The tape was taken up on the other reel. The sharp recording stylus, actuated by a vibrating mica diaphragm, cut the wax from the strip. In playback mode, a dull, loosely mounted stylus, attached to a rubber diaphragm, carried the reproduced sounds through an ear tube to its listener. Both recording and playback styluses, mounted alternately on the same two posts, could be adjusted vertically so that several recordings could be cut on the same 3⁄16-inch-wide strip. While the machine was never developed commercially, it was an interesting ancestor to the modern magnetic tape recorder which it resembled somewhat in design; the tapes and machine created by Bell's associates, examined at one of the Smithsonian Institution's museums, became brittle, the heavy paper reels warped. The machine's playback head was missing. Otherwise, with some reconditioning, they could be placed into working condition; the waxed tape recording medium was inferior to Edison's wax cylinder medium, Edison's wax cylinder phonograph became the first widespread sound recording technology, used for both entertainment and office dictation.
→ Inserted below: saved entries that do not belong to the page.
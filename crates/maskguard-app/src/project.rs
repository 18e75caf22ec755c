//! The `project` use case: flatten model declarations into the policy-engine input.

use anyhow::Context;
use camino::Utf8PathBuf;
use maskguard_domain::{project_schema, PolicyInput};
use maskguard_settings::Overrides;

use crate::audit::resolve;

#[derive(Clone, Debug)]
pub struct ProjectInput<'a> {
    pub config_text: &'a str,
    pub overrides: Overrides,
    /// Project without mapping annotations.
    pub skip_mapping: bool,
}

#[derive(Clone, Debug)]
pub struct ProjectOutput {
    pub document: PolicyInput,
    /// Pretty-printed JSON of `document`.
    pub json: String,
    /// Where the document should be written.
    pub output_file: Utf8PathBuf,
}

/// Load the schema (file or directory) and the mapping, then project.
///
/// An explicitly given mapping path must exist. The default mapping location
/// is optional: when it is absent the columns are projected without mapping
/// annotations.
pub fn run_project(input: ProjectInput<'_>) -> anyhow::Result<ProjectOutput> {
    let explicit_mapping = input
        .overrides
        .mapping_path
        .as_deref()
        .is_some_and(|v| !v.trim().is_empty());
    let resolved = resolve(input.config_text, input.overrides)?;
    let paths = &resolved.paths;

    let schema = maskguard_repo::load_schema(&paths.schema_path)
        .with_context(|| format!("load schema {}", paths.schema_path))?;

    let mapping = if input.skip_mapping {
        None
    } else if explicit_mapping || paths.mapping_file.exists() {
        Some(
            maskguard_repo::read_mapping(&paths.mapping_file)
                .context("load sensitive field mapping")?,
        )
    } else {
        tracing::warn!(path = %paths.mapping_file, "mapping not found; projecting without it");
        None
    };

    let document = project_schema(&schema, mapping.as_ref());
    let json = serde_json::to_string_pretty(&document).context("serialize policy input")?;

    tracing::info!(
        models = document.models().len(),
        mapped = mapping.is_some(),
        "projected schema"
    );

    Ok(ProjectOutput {
        document,
        json,
        output_file: paths.output_file.clone(),
    })
}
use maskguard_types::{Finding, MaskguardData, Verdict};

/// Result of one enforcement pass.
///
/// `errors` fail the run; `mismatches` are advisory. Both keep the order in
/// which they were found.
#[derive(Clone, Debug, PartialEq)]
pub struct AuditReport {
    pub verdict: Verdict,
    pub errors: Vec<Finding>,
    pub mismatches: Vec<Finding>,
    pub data: MaskguardData,
}

impl AuditReport {
    pub fn is_fatal(&self) -> bool {
        !self.errors.is_empty()
    }

    /// Errors first, then mismatches.
    pub fn findings(&self) -> impl Iterator<Item = &Finding> {
        self.errors.iter().chain(self.mismatches.iter())
    }

    pub fn into_findings(self) -> Vec<Finding> {
        let mut out = self.errors;
        out.extend(self.mismatches);
        out
    }
}

pub(crate) fn compute_verdict(errors: &[Finding], mismatches: &[Finding]) -> Verdict {
    if !errors.is_empty() {
        Verdict::Fail
    } else if !mismatches.is_empty() {
        Verdict::Warn
    } else {
        Verdict::Pass
    }
}
use sha2::{Digest, Sha256};

/// Compute a stable SHA-256 fingerprint for a column finding.
///
/// Identity fields:
/// - check_id
/// - code
/// - model name (empty when the column is absent from every model)
/// - column name
pub fn fingerprint_for_column(
    check_id: &str,
    code: &str,
    model_name: Option<&str>,
    column_name: &str,
) -> String {
    let canonical = [check_id, code, model_name.unwrap_or(""), column_name].join("|");

    let mut hasher = Sha256::new();
    hasher.update(canonical.as_bytes());
    let digest = hasher.finalize();
    hex::encode(digest)
}

#[cfg(test)]
mod tests {
    use super::*;

    #[test]
    fn fingerprint_is_stable_and_model_sensitive() {
        let a = fingerprint_for_column("c", "x", Some("users"), "email");
        let b = fingerprint_for_column("c", "x", Some("users"), "email");
        let c = fingerprint_for_column("c", "x", Some("orders"), "email");
        assert_eq!(a, b);
        assert_ne!(a, c);
        assert_eq!(a.len(), 64);
    }
}
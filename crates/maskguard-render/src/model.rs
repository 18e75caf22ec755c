use maskguard_types::Severity;

#[derive(Clone, Copy, Debug, PartialEq, Eq)]
pub enum RenderableKind {
    Error,
    Mismatch,
}

impl RenderableKind {
    pub fn severity(self) -> Severity {
        match self {
            RenderableKind::Error => Severity::Error,
            RenderableKind::Mismatch => Severity::Warning,
        }
    }
}

#[derive(Clone, Copy, Debug, PartialEq, Eq)]
pub enum RenderableVerdictStatus {
    Pass,
    Warn,
    Fail,
    Skip,
}

#[derive(Clone, Debug, PartialEq, Eq)]
pub struct RenderableFinding {
    pub kind: RenderableKind,
    pub check_id: String,
    pub code: String,
    pub model_name: Option<String>,
    pub column_name: String,
    pub expected_policy: Option<String>,
    pub actual_policy: Option<String>,
    pub message: String,
    pub help: Option<String>,
}

impl RenderableFinding {
    /// `model.column`, printing `None` for a missing model.
    pub fn qualified(&self) -> String {
        format!(
            "{}.{}",
            self.model_name.as_deref().unwrap_or("None"),
            self.column_name
        )
    }
}

#[derive(Clone, Debug, Default, PartialEq, Eq)]
pub struct RenderableData {
    pub sensitive_fields: u32,
    pub occurrences_checked: u32,
    pub errors: u32,
    pub mismatches: u32,
    pub skipped_reason: Option<String>,
}

#[derive(Clone, Debug, PartialEq, Eq)]
pub struct RenderableReport {
    pub verdict: RenderableVerdictStatus,
    pub findings: Vec<RenderableFinding>,
    pub data: RenderableData,
}

impl RenderableReport {
    pub fn errors(&self) -> impl Iterator<Item = &RenderableFinding> {
        self.findings
            .iter()
            .filter(|f| f.kind == RenderableKind::Error)
    }

    pub fn mismatches(&self) -> impl Iterator<Item = &RenderableFinding> {
        self.findings
            .iter()
            .filter(|f| f.kind == RenderableKind::Mismatch)
    }
}

#[cfg(test)]
pub(crate) mod fixtures {
    use super::*;
    use maskguard_types::ids;

    pub fn finding(
        kind: RenderableKind,
        model: Option<&str>,
        column: &str,
        expected: &str,
        actual: Option<&str>,
        message: &str,
    ) -> RenderableFinding {
        RenderableFinding {
            kind,
            check_id: ids::CHECK_SENSITIVE_ENFORCEMENT.to_string(),
            code: match kind {
                RenderableKind::Error => ids::CODE_MISSING_SECURITY_ROLE.to_string(),
                RenderableKind::Mismatch => ids::CODE_POLICY_MISMATCH.to_string(),
            },
            model_name: model.map(str::to_string),
            column_name: column.to_string(),
            expected_policy: Some(expected.to_string()),
            actual_policy: actual.map(str::to_string),
            message: message.to_string(),
            help: None,
        }
    }

    pub fn report(
        verdict: RenderableVerdictStatus,
        findings: Vec<RenderableFinding>,
    ) -> RenderableReport {
        let errors = findings
            .iter()
            .filter(|f| f.kind == RenderableKind::Error)
            .count() as u32;
        let mismatches = findings.len() as u32 - errors;
        RenderableReport {
            verdict,
            findings,
            data: RenderableData {
                sensitive_fields: 1,
                occurrences_checked: 1,
                errors,
                mismatches,
                skipped_reason: None,
            },
        }
    }
}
Franklin C. Goodale adapted movie film for analog audio recording, he received the patent for his invention in 1909. The celluloid film was inscribed and played back with a stylus, in a manner similar to the wax cylinders of Edison's gramophone; the patent description states that the machine could store six records on the same strip of film, side by side, it was possible to switch between them. In 1912, a similar process was used for the Hiller talking clock. In 1932, after six years of developmental work, including a patent application in 1931, Merle Duston, a Detroit radio engineer, created a tape recorder capable of recording both sounds and voice that used a low-cost chemically treated paper tape. During the recording process, the tape moved through a pair of electrodes which imprinted the modulated sound signals as visible black stripes into the paper tape's surface; the sound track could be replayed from the same recorder unit, which contained photoelectric sensors, somewhat similar to the various sound-on-film technologies of the era.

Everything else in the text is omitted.